=== What to produce ===
Below are entries; work out how many of their lines hold "negative", giving only that number.

=== Material to process ===
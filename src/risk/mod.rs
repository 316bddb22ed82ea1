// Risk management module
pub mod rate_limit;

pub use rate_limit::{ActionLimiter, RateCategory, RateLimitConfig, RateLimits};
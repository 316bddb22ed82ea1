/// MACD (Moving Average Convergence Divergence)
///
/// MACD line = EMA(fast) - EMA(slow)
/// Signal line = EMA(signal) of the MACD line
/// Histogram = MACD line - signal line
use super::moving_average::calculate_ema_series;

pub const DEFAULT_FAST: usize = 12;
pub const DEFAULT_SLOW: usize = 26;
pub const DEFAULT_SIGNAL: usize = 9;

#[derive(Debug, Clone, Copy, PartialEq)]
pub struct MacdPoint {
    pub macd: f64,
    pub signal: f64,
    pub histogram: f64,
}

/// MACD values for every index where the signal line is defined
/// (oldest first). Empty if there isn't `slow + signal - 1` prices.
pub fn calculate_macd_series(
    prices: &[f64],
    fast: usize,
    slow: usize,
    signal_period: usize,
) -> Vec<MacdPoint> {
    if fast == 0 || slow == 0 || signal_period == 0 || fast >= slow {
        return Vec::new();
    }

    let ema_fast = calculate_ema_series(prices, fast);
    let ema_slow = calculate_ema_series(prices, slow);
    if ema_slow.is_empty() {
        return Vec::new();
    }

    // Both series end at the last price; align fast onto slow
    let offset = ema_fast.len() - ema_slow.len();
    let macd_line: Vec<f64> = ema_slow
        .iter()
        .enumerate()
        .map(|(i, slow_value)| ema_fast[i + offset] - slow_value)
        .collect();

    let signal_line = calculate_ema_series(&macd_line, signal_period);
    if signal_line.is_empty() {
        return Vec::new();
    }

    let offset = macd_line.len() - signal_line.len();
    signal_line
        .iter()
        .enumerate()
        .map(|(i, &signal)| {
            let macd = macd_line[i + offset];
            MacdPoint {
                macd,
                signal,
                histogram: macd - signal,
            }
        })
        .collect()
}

---

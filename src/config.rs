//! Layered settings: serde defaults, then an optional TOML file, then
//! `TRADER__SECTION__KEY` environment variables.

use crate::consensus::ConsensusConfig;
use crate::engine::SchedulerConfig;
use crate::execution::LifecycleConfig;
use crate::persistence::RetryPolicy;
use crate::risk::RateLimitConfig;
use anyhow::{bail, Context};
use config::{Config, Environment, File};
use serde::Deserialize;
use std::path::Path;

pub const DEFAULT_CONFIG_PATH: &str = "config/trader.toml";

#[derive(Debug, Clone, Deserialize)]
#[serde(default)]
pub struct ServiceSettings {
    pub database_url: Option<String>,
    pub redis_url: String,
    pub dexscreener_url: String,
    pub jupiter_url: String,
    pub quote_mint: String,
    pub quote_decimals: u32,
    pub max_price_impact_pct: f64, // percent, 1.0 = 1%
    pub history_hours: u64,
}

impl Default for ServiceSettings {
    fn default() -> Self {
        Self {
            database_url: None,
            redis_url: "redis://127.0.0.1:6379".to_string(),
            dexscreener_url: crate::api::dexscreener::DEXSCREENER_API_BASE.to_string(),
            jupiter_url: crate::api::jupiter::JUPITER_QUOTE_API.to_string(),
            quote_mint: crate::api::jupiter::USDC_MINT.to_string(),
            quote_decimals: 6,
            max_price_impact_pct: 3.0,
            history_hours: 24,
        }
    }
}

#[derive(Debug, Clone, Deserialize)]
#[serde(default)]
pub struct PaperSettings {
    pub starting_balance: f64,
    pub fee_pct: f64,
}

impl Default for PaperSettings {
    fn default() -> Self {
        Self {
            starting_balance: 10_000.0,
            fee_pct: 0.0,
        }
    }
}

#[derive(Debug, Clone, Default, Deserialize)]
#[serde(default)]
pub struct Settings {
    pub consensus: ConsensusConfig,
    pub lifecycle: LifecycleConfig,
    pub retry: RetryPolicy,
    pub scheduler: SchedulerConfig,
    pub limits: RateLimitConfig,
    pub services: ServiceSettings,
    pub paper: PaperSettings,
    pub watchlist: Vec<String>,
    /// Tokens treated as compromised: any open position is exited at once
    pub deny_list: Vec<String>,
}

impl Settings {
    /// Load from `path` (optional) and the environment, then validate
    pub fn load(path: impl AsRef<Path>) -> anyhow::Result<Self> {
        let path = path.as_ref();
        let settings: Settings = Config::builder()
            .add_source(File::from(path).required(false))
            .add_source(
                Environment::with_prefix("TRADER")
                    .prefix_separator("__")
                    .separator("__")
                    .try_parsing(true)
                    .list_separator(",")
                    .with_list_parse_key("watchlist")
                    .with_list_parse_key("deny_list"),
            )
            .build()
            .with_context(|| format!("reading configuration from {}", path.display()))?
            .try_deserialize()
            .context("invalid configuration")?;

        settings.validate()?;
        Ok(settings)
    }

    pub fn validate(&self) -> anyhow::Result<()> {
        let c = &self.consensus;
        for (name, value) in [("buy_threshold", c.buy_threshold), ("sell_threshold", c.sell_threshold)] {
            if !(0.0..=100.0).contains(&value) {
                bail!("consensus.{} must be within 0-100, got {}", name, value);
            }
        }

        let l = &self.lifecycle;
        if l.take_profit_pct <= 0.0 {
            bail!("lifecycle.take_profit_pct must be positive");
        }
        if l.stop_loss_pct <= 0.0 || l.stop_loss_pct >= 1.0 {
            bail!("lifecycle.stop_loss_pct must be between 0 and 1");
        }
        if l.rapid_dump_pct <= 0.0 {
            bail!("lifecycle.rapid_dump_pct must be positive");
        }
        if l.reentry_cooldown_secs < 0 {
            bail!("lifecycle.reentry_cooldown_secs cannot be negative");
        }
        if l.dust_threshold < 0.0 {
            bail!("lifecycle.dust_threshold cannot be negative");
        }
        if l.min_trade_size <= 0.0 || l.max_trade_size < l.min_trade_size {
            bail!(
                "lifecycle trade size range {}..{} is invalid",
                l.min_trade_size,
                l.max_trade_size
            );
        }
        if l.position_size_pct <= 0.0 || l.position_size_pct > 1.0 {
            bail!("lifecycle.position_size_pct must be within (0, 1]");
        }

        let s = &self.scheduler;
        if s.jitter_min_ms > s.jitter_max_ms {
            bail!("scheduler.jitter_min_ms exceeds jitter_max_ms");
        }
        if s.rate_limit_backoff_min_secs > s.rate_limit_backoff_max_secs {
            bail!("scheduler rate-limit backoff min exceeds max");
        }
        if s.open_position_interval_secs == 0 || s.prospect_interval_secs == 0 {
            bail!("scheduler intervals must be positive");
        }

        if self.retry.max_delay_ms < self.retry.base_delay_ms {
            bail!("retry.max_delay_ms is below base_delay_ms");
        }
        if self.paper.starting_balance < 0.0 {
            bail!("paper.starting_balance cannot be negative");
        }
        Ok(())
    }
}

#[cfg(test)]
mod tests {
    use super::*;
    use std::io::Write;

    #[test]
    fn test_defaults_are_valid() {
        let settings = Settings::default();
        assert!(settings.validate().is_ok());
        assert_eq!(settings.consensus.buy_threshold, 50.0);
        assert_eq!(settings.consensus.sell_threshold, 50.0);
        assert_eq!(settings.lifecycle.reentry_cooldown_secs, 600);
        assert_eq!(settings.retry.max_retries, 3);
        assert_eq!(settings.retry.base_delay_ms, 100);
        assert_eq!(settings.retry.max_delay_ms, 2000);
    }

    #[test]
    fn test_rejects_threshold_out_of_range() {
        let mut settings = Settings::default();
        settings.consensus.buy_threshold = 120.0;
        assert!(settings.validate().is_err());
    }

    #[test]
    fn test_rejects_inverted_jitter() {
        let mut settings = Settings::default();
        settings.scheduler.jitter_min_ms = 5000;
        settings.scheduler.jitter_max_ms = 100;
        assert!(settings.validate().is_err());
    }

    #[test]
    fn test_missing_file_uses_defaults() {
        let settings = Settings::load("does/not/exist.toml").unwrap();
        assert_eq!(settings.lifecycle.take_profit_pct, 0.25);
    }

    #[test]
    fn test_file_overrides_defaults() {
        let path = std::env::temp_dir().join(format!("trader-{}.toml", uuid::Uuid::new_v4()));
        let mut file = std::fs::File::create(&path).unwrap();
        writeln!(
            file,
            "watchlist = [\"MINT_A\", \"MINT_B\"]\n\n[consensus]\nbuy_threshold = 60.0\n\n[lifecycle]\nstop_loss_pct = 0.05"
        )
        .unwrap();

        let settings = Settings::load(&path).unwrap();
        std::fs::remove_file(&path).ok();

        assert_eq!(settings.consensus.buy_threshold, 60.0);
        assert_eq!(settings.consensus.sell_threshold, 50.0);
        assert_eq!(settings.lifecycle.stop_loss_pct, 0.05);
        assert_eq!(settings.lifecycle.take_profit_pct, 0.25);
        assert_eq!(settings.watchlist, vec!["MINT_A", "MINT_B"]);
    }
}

=== Answer area ===
3